EXERCISE
Only the stretch of the listing below that runs from the line with "type BusError;" through the line with "write-zero time slot." is to be printed, exactly and with both ends.

---

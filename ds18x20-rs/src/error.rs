use core::fmt::{Debug, Display, Formatter};
use embedded_onewire::OneWireError;

/// Errors reported by the DS18x20 driver.
#[derive(Debug, PartialEq, Eq)]
pub enum Ds18x20Error<E> {
    /// Error from the 1-Wire bus.
    Bus(OneWireError<E>),
    /// The search did not return any device address.
    NotFound,
    /// CRC-8 mismatch on a ROM code or a scratchpad.
    InvalidCrc,
    /// The family code does not belong to the DS18x20 family.
    UnsupportedDevice(u8),
    /// The handle was never identified.
    NotPresent,
}

impl<E> From<OneWireError<E>> for Ds18x20Error<E> {
    fn from(value: OneWireError<E>) -> Self {
        Self::Bus(value)
    }
}

impl<E: Debug> Display for Ds18x20Error<E> {
    fn fmt(&self, f: &mut Formatter<'_>) -> core::fmt::Result {
        match self {
            Self::Bus(e) => write!(f, "1-Wire bus error: {e:?}"),
            Self::NotFound => f.write_str("no device found on the bus"),
            Self::InvalidCrc => f.write_str("CRC mismatch"),
            Self::UnsupportedDevice(code) => {
                write!(f, "family code {code:#04x} is not a DS18x20 sensor")
            }
            Self::NotPresent => f.write_str("sensor not present"),
        }
    }
}

/// Results of DS18x20 driver calls.
pub type Ds18x20Result<T, E> = Result<T, Ds18x20Error<E>>;
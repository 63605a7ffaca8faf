use bitfield_struct::bitfield;

/// Conversion time at 12-bit resolution, and of every ModelS conversion, in microseconds.
pub const MAX_CONVERSION_TIME_US: u32 = 750_000;

/// Resolution of a temperature conversion.
///
/// The discriminant is the full configuration register value the sensor reports
/// for that resolution.
#[repr(u8)]
#[derive(Debug, Copy, Clone, PartialEq, Eq, Default)]
pub enum ReadoutResolution {
    /// 0.5 °C steps, 93.75 ms conversion.
    Resolution9bit = 0x1f,
    /// 0.25 °C steps, 187.5 ms conversion.
    Resolution10bit = 0x3f,
    /// 0.125 °C steps, 375 ms conversion.
    Resolution11bit = 0x5f,
    /// 0.0625 °C steps, 750 ms conversion. Power-on default.
    #[default]
    Resolution12bit = 0x7f,
}

impl ReadoutResolution {
    /// Resolution for a bit count, clamped to 9..=12.
    pub const fn from_bits_clamped(bits: u8) -> Self {
        use ReadoutResolution::*;
        match bits {
            0..=9 => Resolution9bit,
            10 => Resolution10bit,
            11 => Resolution11bit,
            _ => Resolution12bit,
        }
    }

    /// Resolution encoded by the two resolution bits of the configuration register.
    pub const fn from_code(code: u8) -> Self {
        use ReadoutResolution::*;
        match code & 0b11 {
            0b00 => Resolution9bit,
            0b01 => Resolution10bit,
            0b10 => Resolution11bit,
            _ => Resolution12bit,
        }
    }

    /// Number of bits of the conversion result.
    pub const fn bits(&self) -> u8 {
        use ReadoutResolution::*;
        match self {
            Resolution9bit => 9,
            Resolution10bit => 10,
            Resolution11bit => 11,
            Resolution12bit => 12,
        }
    }

    /// Value of the two resolution bits of the configuration register.
    pub const fn code(&self) -> u8 {
        self.bits() - 9
    }

    /// Maximum conversion time at this resolution, in microseconds.
    pub const fn delay_us(&self) -> u32 {
        use ReadoutResolution::*;
        match self {
            Resolution9bit => MAX_CONVERSION_TIME_US / 8,
            Resolution10bit => MAX_CONVERSION_TIME_US / 4,
            Resolution11bit => MAX_CONVERSION_TIME_US / 2,
            Resolution12bit => MAX_CONVERSION_TIME_US,
        }
    }

    /// Low bits of the raw temperature register left undefined at this resolution.
    pub const fn undefined_bits(&self) -> u16 {
        use ReadoutResolution::*;
        match self {
            Resolution9bit => 0b111,
            Resolution10bit => 0b011,
            Resolution11bit => 0b001,
            Resolution12bit => 0,
        }
    }
}

impl TryFrom<u8> for ReadoutResolution {
    type Error = &'static str;

    fn try_from(value: u8) -> Result<Self, Self::Error> {
        use ReadoutResolution::*;
        match value {
            0x1f => Ok(Resolution9bit),
            0x3f => Ok(Resolution10bit),
            0x5f => Ok(Resolution11bit),
            0x7f => Ok(Resolution12bit),
            _ => Err("Invalid readout resolution"),
        }
    }
}

/// # Configuration register
///
/// Byte 4 of the scratchpad. Only bits 5 and 6 are meaningful, they select the
/// conversion resolution (`R1 R0`, `bits - 9`). The remaining bits read as `1`
/// (bits 0-4) and `0` (bit 7) on a DS18B20, and the whole byte reads as `0xff`
/// on a DS18S20. They are carried through unchanged when the resolution is updated.
#[bitfield(u8)]
#[derive(PartialEq, Eq)]
pub struct Configuration {
    #[bits(5)]
    __reserved_low: u8,
    /// Resolution bits `R1 R0`.
    #[bits(2)]
    pub resolution_code: u8,
    #[bits(1)]
    __reserved_high: u8,
}

impl Configuration {
    /// Resolution currently selected by the register.
    pub fn resolution(&self) -> ReadoutResolution {
        ReadoutResolution::from_code(self.resolution_code())
    }

    /// The register with the resolution bits replaced.
    pub fn with_resolution(self, resolution: ReadoutResolution) -> Self {
        self.with_resolution_code(resolution.code())
    }
}
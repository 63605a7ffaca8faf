/// One wire communication error type.
#[derive(Debug, PartialEq, Eq)]
pub enum OneWireError<E> {
    /// Encapsulates the error type from the underlying hardware.
    Other(E),
    /// Indicates that no device is present on the bus.
    NoDevicePresent,
    /// Indicates that a short circuit was detected on the bus.
    ShortCircuit,
    /// Indicates that the operation is not implemented by the bus master, such as reading a triplet.
    Unimplemented,
}

impl<E> From<E> for OneWireError<E> {
    fn from(other: E) -> Self {
        Self::Other(other)
    }
}
//! Scratchpad to temperature conversion.
//!
//! Both variants are brought to the same 16-bit two's complement fixed-point word
//! (1 sign bit, 7 integer bits, 8 fractional bits) before conversion to `f32`.
//! A lower resolution only zeroes low bits, the scale is always 1/256 °C.

use fixed::types::I8F8;
use log::trace;

use crate::{Scratchpad, Variant};

/// Fixed-point temperature in °C, bit-for-bit the decoded temperature word.
pub type Temperature = I8F8;

/// Count per °C of a ModelS sensor when the count remain register is usable.
const COUNT_PER_C: u8 = 0x10;

/// Extends a ModelS reading, shifted to 1/16 °C units, to full 12-bit precision
/// using the count remain register.
///
/// `T = T_read - 0.25 + (count_per_c - count_remain) / count_per_c`, with `count_per_c = 16`.
pub const fn count_remain_correction(raw: u16, count_remain: u8) -> u16 {
    (raw & 0xfff0)
        .wrapping_add(12)
        .wrapping_sub(count_remain as u16)
}

/// Converts the fixed-point temperature word to °C.
pub fn to_float(word: u16) -> f32 {
    if word & 0x8000 != 0 {
        -((!word).wrapping_add(1) as f32) / 256.0
    } else {
        word as f32 / 256.0
    }
}

impl Variant {
    /// Temperature register brought to 1/16 °C per bit, with the bits the sensor
    /// did not convert cleared.
    pub fn refine(&self, scratchpad: &Scratchpad) -> u16 {
        let raw = scratchpad.raw_temperature();
        trace!("raw = {:#06x}", raw);
        match self {
            Variant::ModelS => {
                let raw = raw << 3; // 9-bit reading
                if scratchpad.count_per_c() == COUNT_PER_C {
                    count_remain_correction(raw, scratchpad.count_remain())
                } else {
                    raw
                }
            }
            // at lower resolution the low bits are undefined
            Variant::ModelB => raw & !scratchpad.configuration().resolution().undefined_bits(),
        }
    }

    /// The fixed-point temperature word of a scratchpad.
    pub fn fixed_point(&self, scratchpad: &Scratchpad) -> u16 {
        self.refine(scratchpad) << 4
    }

    /// Decodes a scratchpad to °C. The CRC is not checked.
    pub fn decode(&self, scratchpad: &Scratchpad) -> f32 {
        to_float(self.fixed_point(scratchpad))
    }

    /// Decodes a scratchpad to a fixed-point temperature. The CRC is not checked.
    pub fn temperature(&self, scratchpad: &Scratchpad) -> Temperature {
        Temperature::from_bits(self.fixed_point(scratchpad) as i16)
    }
}
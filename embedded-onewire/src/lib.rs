#![no_std]
#![deny(missing_docs)]
//! # embedded-onewire
//! A no-std implementation of the 1-Wire protocol.
//!
//! This crate provides a trait-based interface for 1-Wire communication, allowing device drivers to be
//! written once and used with any bus master.
//! The [OneWire] trait defines the basic operations required for 1-Wire communication, such as resetting the bus,
//! writing and reading bytes, writing and reading bits, and addressing devices.
//!
//! The crate also provides the ROM search algorithm for discovering devices on the bus, implemented by
//! the [OneWireSearch] cursor, and the CRC-8 used to protect ROM codes and device memory, [OneWireCrc].

#[cfg(test)]
extern crate std;

pub mod consts;
mod error;
mod search;
mod traits;
mod utils;
pub use consts::*;
pub use error::OneWireError;
pub use search::{OneWireSearch, OneWireSearchIter, OneWireSearchKind};
pub use traits::{OneWire, OneWireStatus};
pub use utils::OneWireCrc;

/// Error type for 1-Wire operations.
pub type OneWireResult<T, E> = Result<T, OneWireError<E>>;
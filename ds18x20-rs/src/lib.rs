#![no_std]
//! # ds18x20
//!
//! Driver for the DS18x20 family of 1-Wire digital thermometers:
//!
//! | Device            | Family code | [`Variant`]          |
//! |-------------------|-------------|----------------------|
//! | DS1820, DS18S20   | `0x10`      | [`Variant::ModelS`]  |
//! | DS18B20           | `0x28`      | [`Variant::ModelB`]  |
//! | DS1822            | `0x22`      | [`Variant::ModelB`]  |
//!
//! The driver works with any bus master implementing [`OneWire`]. A [`Ds18x20`] handle is
//! obtained by identifying a sensor on the bus, from a known ROM code, or by asserting
//! the model of a single sensor wired to the bus:
//!
//! ```ignore
//! let mut sensor = Ds18x20::identify(&mut bus)?;
//! sensor.set_resolution(&mut bus, 11)?;
//! sensor.start_conversion(&mut bus)?;
//! delay.delay_us(sensor.conversion_time_us());
//! let celsius = sensor.read_checked(&mut bus)?;
//! ```
//!
//! Every operation borrows the bus mutably for its whole transaction, so several handles
//! can share one bus without interleaving.

mod decode;
mod error;
mod family;
mod resolution;
mod scratchpad;
mod sensor;

pub use decode::{Temperature, count_remain_correction, to_float};
pub use embedded_onewire::{OneWire, OneWireError, OneWireResult, OneWireSearch, OneWireSearchKind};
pub use error::{Ds18x20Error, Ds18x20Result};
pub use family::{FAMILY_DS1822, FAMILY_DS18B20, FAMILY_DS18S20, Identity, Variant};
pub use resolution::{Configuration, MAX_CONVERSION_TIME_US, ReadoutResolution};
pub use scratchpad::Scratchpad;
pub use sensor::Ds18x20;
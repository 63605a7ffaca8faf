use crate::{OneWireError, OneWireResult, ONEWIRE_MATCH_ROM_CMD, ONEWIRE_SKIP_ROM_CMD};

/// Status reported by a bus master after a 1-Wire reset.
pub trait OneWireStatus {
    /// Whether at least one device answered the reset with a presence pulse.
    fn presence(&self) -> bool;

    /// Whether a short circuit was detected on the bus during the reset.
    fn shortcircuit(&self) -> bool;
}

/// Trait for 1-Wire communication.
/// This trait defines the basic operations required for 1-Wire communication, such as resetting the bus,
/// writing and reading bytes, and writing and reading bits.
///
/// All operations are blocking. A bus is shared by taking `&mut self`, so a driver holding
/// the bus for a transaction cannot be interleaved with another one.
pub trait OneWire {
    /// The status type returned by the reset operation.
    /// This type must implement the [OneWireStatus] trait.
    type Status: OneWireStatus;
    /// The error type returned by the operations of this trait.
    /// This type is used to indicate errors in the underlying hardware or communication.
    type BusError;

    /// Resets the 1-Wire bus and returns the status of the bus.
    ///
    /// # Returns
    /// A result containing the status of the bus after the reset operation.
    ///
    /// # Errors
    /// This method returns an error if the reset operation fails. Bus masters that detect
    /// the absence of a presence pulse may report it as [`OneWireError::NoDevicePresent`].
    fn reset(&mut self) -> OneWireResult<Self::Status, Self::BusError>;

    /// Writes a byte to the 1-Wire bus.
    /// # Arguments
    /// * `byte` - The byte to write to the bus.
    ///
    /// # Errors
    /// This method returns an error if the write operation fails.
    fn write_byte(&mut self, byte: u8) -> OneWireResult<(), Self::BusError>;

    /// Reads a byte from the 1-Wire bus.
    /// # Returns
    /// Byte read from the bus.
    ///
    /// # Errors
    /// This method returns an error if the read operation fails.
    fn read_byte(&mut self) -> OneWireResult<u8, Self::BusError>;

    /// Writes a single bit to the 1-Wire bus.
    /// # Arguments
    ///
    /// * `bit` - The bit to write.
    ///
    /// # Errors
    /// This method returns an error if the write operation fails.
    fn write_bit(&mut self, bit: bool) -> OneWireResult<(), Self::BusError>;

    /// Reads a single bit from the 1-Wire bus.
    /// # Returns
    /// The bit read from the bus.
    /// # Errors
    /// This method returns an error if the read operation fails.
    fn read_bit(&mut self) -> OneWireResult<bool, Self::BusError>;

    /// # Note: Not intended for public API use.
    /// This method is internally used by the [search algorithm](https://www.analog.com/en/resources/app-notes/1wire-search-algorithm.html).
    ///
    /// Generates three time slots: two read time slots and one write time slot at the 1-Wire line.
    /// The direction bit determines the type of write time slot if both read time slots are 0.
    /// If the read time slots are 0 and 1, they are followed by a write-zero time slot.
    /// If the read time slots are 1 and 0, they are followed by a write-one time slot.
    /// If the read time slots are both 1 (error case), the subsequent write time slot is a write-one.
    ///
    /// # Arguments
    /// * `direction` - The bit to write when both read time slots are 0.
    ///
    /// # Returns
    /// A tuple of the id bit, the complement bit and the direction actually written.
    ///
    /// # Errors
    /// The default implementation returns [`OneWireError::Unimplemented`], in which case the
    /// search falls back to [`OneWire::read_bit`] and [`OneWire::write_bit`].
    fn read_triplet(&mut self, _direction: bool) -> OneWireResult<(bool, bool, bool), Self::BusError> {
        Err(OneWireError::Unimplemented)
    }

    /// Writes a sequence of bytes to the 1-Wire bus.
    fn write_bytes(&mut self, bytes: &[u8]) -> OneWireResult<(), Self::BusError> {
        for &b in bytes.iter() {
            self.write_byte(b)?;
        }
        Ok(())
    }

    /// Fills `buf` with bytes read from the 1-Wire bus.
    fn read_bytes(&mut self, buf: &mut [u8]) -> OneWireResult<(), Self::BusError> {
        for b in buf.iter_mut() {
            *b = self.read_byte()?;
        }
        Ok(())
    }

    /// Addresses devices on the 1-Wire bus.
    /// The first [`OneWire::read_byte`], [`OneWire::read_bit`], [`OneWire::write_byte`], [`OneWire::write_bit`] operation should be preceded by this method to address devices on the bus.
    /// Note: A [`OneWire::read_byte`] or [`OneWire::read_bit`] call will return garbage data if this method is called without specifying a ROM address on a bus with multiple devices.
    /// # Arguments
    /// * `rom` - The ROM address of the device to address. Pass [`None`] to skip ROM addressing and address all devices on the bus.
    ///
    /// # Returns
    /// A result indicating the success or failure of the operation.
    /// If the device is successfully addressed, the method returns `Ok(())`.
    fn address(&mut self, rom: Option<u64>) -> OneWireResult<(), Self::BusError> {
        let status = self.reset()?; // Reset the bus before addressing
        if status.shortcircuit() {
            return Err(OneWireError::ShortCircuit);
        }
        if !status.presence() {
            return Err(OneWireError::NoDevicePresent);
        }
        match rom {
            Some(rom) => {
                self.write_byte(ONEWIRE_MATCH_ROM_CMD)?;
                self.write_bytes(&rom.to_le_bytes()) // Write each byte of the ROM address
            }
            None => self.write_byte(ONEWIRE_SKIP_ROM_CMD),
        }
    }
}
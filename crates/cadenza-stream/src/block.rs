//! Sample blocks captured from the render callback.

/// An ordered block of single-precision samples for one or more channels.
///
/// Blocks are created inside the real-time render callback, stamped with a
/// monotonically increasing sequence number, and handed off to analysis
/// contexts. A block is never mutated after it has been sent.
#[derive(Debug, Clone)]
pub struct SampleBlock {
    channels: Vec<Vec<f32>>,
    sequence: u64,
}

impl SampleBlock {
    pub fn new(channels: Vec<Vec<f32>>, sequence: u64) -> Self {
        Self { channels, sequence }
    }

    /// Build a single-channel block from a mono buffer.
    pub fn mono(samples: Vec<f32>, sequence: u64) -> Self {
        Self {
            channels: vec![samples],
            sequence,
        }
    }

    pub fn num_channels(&self) -> usize {
        self.channels.len()
    }

    /// Arrival order stamp assigned by the capture tap.
    pub fn sequence(&self) -> u64 {
        self.sequence
    }

    pub fn channel(&self, index: usize) -> Option<&[f32]> {
        self.channels.get(index).map(|c| c.as_slice())
    }

    /// Samples per channel. Channels are expected to be equal length; the
    /// shortest channel bounds the frame count.
    pub fn frames(&self) -> usize {
        self.channels.iter().map(|c| c.len()).min().unwrap_or(0)
    }

    /// Equal-weight mono fold-down: the arithmetic mean of all channels at
    /// each sample index. A single-channel block passes through as a copy.
    pub fn downmix(&self) -> Vec<f32> {
        match self.channels.len() {
            0 => Vec::new(),
            1 => self.channels[0].clone(),
            n => {
                let frames = self.frames();
                let scale = 1.0 / n as f32;
                (0..frames)
                    .map(|i| self.channels.iter().map(|c| c[i]).sum::<f32>() * scale)
                    .collect()
            }
        }
    }
}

---

RESPONSE
    type BusError;

    /// Resets the 1-Wire bus and returns the status of the bus.
    ///
    /// # Returns
    /// A result containing the status of the bus after the reset operation.
    ///
    /// # Errors
    /// This method returns an error if the reset operation fails. Bus masters that detect
    /// the absence of a presence pulse may report it as [`OneWireError::NoDevicePresent`].
    fn reset(&mut self) -> OneWireResult<Self::Status, Self::BusError>;

    /// Writes a byte to the 1-Wire bus.
    /// # Arguments
    /// * `byte` - The byte to write to the bus.
    ///
    /// # Errors
    /// This method returns an error if the write operation fails.
    fn write_byte(&mut self, byte: u8) -> OneWireResult<(), Self::BusError>;

    /// Reads a byte from the 1-Wire bus.
    /// # Returns
    /// Byte read from the bus.
    ///
    /// # Errors
    /// This method returns an error if the read operation fails.
    fn read_byte(&mut self) -> OneWireResult<u8, Self::BusError>;

    /// Writes a single bit to the 1-Wire bus.
    /// # Arguments
    ///
    /// * `bit` - The bit to write.
    ///
    /// # Errors
    /// This method returns an error if the write operation fails.
    fn write_bit(&mut self, bit: bool) -> OneWireResult<(), Self::BusError>;

    /// Reads a single bit from the 1-Wire bus.
    /// # Returns
    /// The bit read from the bus.
    /// # Errors
    /// This method returns an error if the read operation fails.
    fn read_bit(&mut self) -> OneWireResult<bool, Self::BusError>;

    /// # Note: Not intended for public API use.
    /// This method is internally used by the [search algorithm](https://www.analog.com/en/resources/app-notes/1wire-search-algorithm.html).
    ///
    /// Generates three time slots: two read time slots and one write time slot at the 1-Wire line.
    /// The direction bit determines the type of write time slot if both read time slots are 0.
    /// If the read time slots are 0 and 1, they are followed by a write-zero time slot.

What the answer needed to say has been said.